Remembering Those we Lost on 9/11

17 years ago today, tragedy struck the United States in a way we had never seen before. Terrorist attacks on New York and D.C. killed nearly 3,000 Americans and changed the way our nation operates forever.

Everybody knows the story.

They know what they were doing that day, at the exact moment that the first plane struck the World Trade Center.

They know the confusion and devastation that followed.  

Millions were glued to their televisions in rapt attention as the story unfolded; thousands of first responders and survivors were there for it firsthand. Later generations have heard it from their parents or learned about it in school. Each and every American experienced the aftereffects of this catastrophic event.

9/11 has had long-lasting implications. For our national security, our legislation, our global relationships, our military — the list goes on.

There are limitations for any American getting on a plane; what you can and can’t carry is policed with a heavy hand, and there is heightened attention to fliers’ identities and proof thereof. Immigration policy and border security was immediately addressed by lawmakers. The way we travel, and how others travel to us, will never be the same.  

It has also completely altered America’s international politics and relationship with the Middle East. It spurred almost immediate U.S. military action in Iraq, and later Afghanistan.

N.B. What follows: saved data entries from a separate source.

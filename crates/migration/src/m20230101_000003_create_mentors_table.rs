use sea_orm_migration::prelude::*;

#[derive(DeriveMigrationName)]
pub struct Migration;

#[async_trait::async_trait]
impl MigrationTrait for Migration {
    async fn up(&self, manager: &SchemaManager) -> Result<(), DbErr> {
        manager
            .create_table(
                Table::create()
                    .table(Mentors::Table)
                    .col(
                        ColumnDef::new(Mentors::Id)
                            .big_integer()
                            .not_null()
                            .auto_increment()
                            .primary_key(),
                    )
                    .col(ColumnDef::new(Mentors::Name).string_len(100).not_null())
                    .col(
                        ColumnDef::new(Mentors::Email)
                            .string_len(120)
                            .not_null()
                            .unique_key(),
                    )
                    .col(ColumnDef::new(Mentors::Year).integer().not_null())
                    .col(
                        ColumnDef::new(Mentors::CreatedAt)
                            .timestamp()
                            .not_null()
                            .extra("DEFAULT CURRENT_TIMESTAMP".to_string()),
                    )
                    .to_owned(),
            )
            .await
    }

    async fn down(&self, manager: &SchemaManager) -> Result<(), DbErr> {
        manager
            .drop_table(Table::drop().table(Mentors::Table).to_owned())
            .await
    }
}

/// Learn more at https://docs.rs/sea-query#iden
#[derive(Iden)]
pub(crate) enum Mentors {
    Table,
    Id,
    Name,
    Email,
    Year,
    CreatedAt,
}
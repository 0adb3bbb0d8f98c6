use std::sync::Arc;

use axum::{extract::State, http::StatusCode, Extension, Json};
use axum_derive_error::ErrorResponse;
use db::{
    mentor, senior_mentor_request, student, team, ActiveValue, ColumnTrait, DatabaseConnection,
    DbErr, EntityTrait, QueryFilter, QuerySelect, SelectExt, TransactionErrorExt, TransactionTrait,
};
use derive_more::{Display, Error, From};
use serde::Deserialize;
use validator::Validate;

use super::RequestData;
use crate::{auth::AuthenticatedStudentId, validation::ValidatedJson};

/// Errors that may occur while requesting senior mentorship.
#[derive(ErrorResponse, Display, From, Error)]
pub(super) enum MentorshipRequestError {
    /// Database-related error.
    DatabaseError(DbErr),

    #[status(StatusCode::NOT_FOUND)]
    #[display(fmt = "Student not found")]
    StudentNotFound,

    #[status(StatusCode::BAD_REQUEST)]
    #[display(fmt = "You are not in a team")]
    NotInTeam,

    #[status(StatusCode::NOT_FOUND)]
    #[display(fmt = "Team not found")]
    TeamNotFound,

    #[status(StatusCode::FORBIDDEN)]
    #[display(fmt = "Only team leader can request mentors")]
    NotTeamLeader,

    #[status(StatusCode::BAD_REQUEST)]
    #[display(fmt = "Team already has a senior mentor")]
    TeamHasMentor,

    #[status(StatusCode::NOT_FOUND)]
    #[display(fmt = "Mentor not found")]
    MentorNotFound,

    #[status(StatusCode::BAD_REQUEST)]
    #[display(fmt = "Request already sent to this mentor")]
    DuplicateRequest,
}

#[derive(Deserialize, Validate)]
pub(super) struct MentorshipRequest {
    mentor_id: i64,

    #[validate(length(max = 500))]
    message: Option<String>,
}

/// Senior mentorship request creation handler.
pub(super) async fn request(
    State(db): State<Arc<DatabaseConnection>>,
    Extension(student_id): Extension<AuthenticatedStudentId>,
    ValidatedJson(request): ValidatedJson<MentorshipRequest>,
) -> Result<(StatusCode, Json<RequestData>), MentorshipRequestError> {
    let model = db
        .transaction(|txn| {
            Box::pin(async move {
                let student = student::Entity::find_by_id(student_id.id())
                    .one(txn)
                    .await?
                    .ok_or(MentorshipRequestError::StudentNotFound)?;

                let team_id = student.team_id.ok_or(MentorshipRequestError::NotInTeam)?;

                let team = team::Entity::find_by_id(team_id)
                    .one(txn)
                    .await?
                    .ok_or(MentorshipRequestError::TeamNotFound)?;

                if team.leader_id != student.id {
                    return Err(MentorshipRequestError::NotTeamLeader);
                }

                if team.senior_mentor_id.is_some() {
                    return Err(MentorshipRequestError::TeamHasMentor);
                }

                let mentor = mentor::Entity::find_by_id(request.mentor_id)
                    .one(txn)
                    .await?
                    .ok_or(MentorshipRequestError::MentorNotFound)?;

                let duplicate = senior_mentor_request::Entity::find()
                    .select_only()
                    .filter(senior_mentor_request::Column::TeamId.eq(team.id))
                    .filter(senior_mentor_request::Column::MentorId.eq(mentor.id))
                    .exists(txn)
                    .await?;

                if duplicate {
                    return Err(MentorshipRequestError::DuplicateRequest);
                }

                let model =
                    senior_mentor_request::Entity::insert(senior_mentor_request::ActiveModel {
                        team_id: ActiveValue::Set(team.id),
                        mentor_id: ActiveValue::Set(mentor.id),
                        status: ActiveValue::Set(senior_mentor_request::RequestStatus::Pending),
                        message: ActiveValue::Set(request.message),
                        created_at: ActiveValue::Set(db::now()),
                        ..Default::default()
                    })
                    .exec_with_returning(txn)
                    .await?;

                Ok(model)
            })
        })
        .await
        .into_raw_result()?;

    Ok((StatusCode::CREATED, Json(model.into())))
}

Pictures and videos do not capture the horror of what happened the morning of September 11th, but they act as a symbol of it to remind us of the damage we sustained. Though the emotional and economic impact can never be forgotten, it was the acts of selflessness and bravery on that day that we should truly emphasize.

The Americans on the hijacked airplane headed for the White House came together and overwhelmed the threat, directing the plane away from others’ harm at the cost of their own lives. First responders and heroic citizens at the scenes of the attacks put themselves at risk to save others. Many decided to enlist in the military after the event, passionate that they could make a positive difference.

The 9/11 Tribute Museum in New York City will be holding their 10th annual National Day of Service & Remembrance event. Volunteers are building bicycles for the children of active-duty military and first responders. Other remembrance events will take place in all 50 states and will incorporate everything from food drives to painting and refurbishing homes, reclaiming neighborhoods, etc.

 

To donate or find out more, visit: https://911tributemuseum.org/911-day-of-service-remembrance/

 

Today, flags will be flown at half-mast. A moment of silence is observed at 8:46 AM, the time of the first attack. Entire communities hold services of remembrance, with flowers laid, prayers said and memorials visited. Remember that in the face of utter chaos and massive loss, the United States and its citizens remained strong. And still does 17 years later.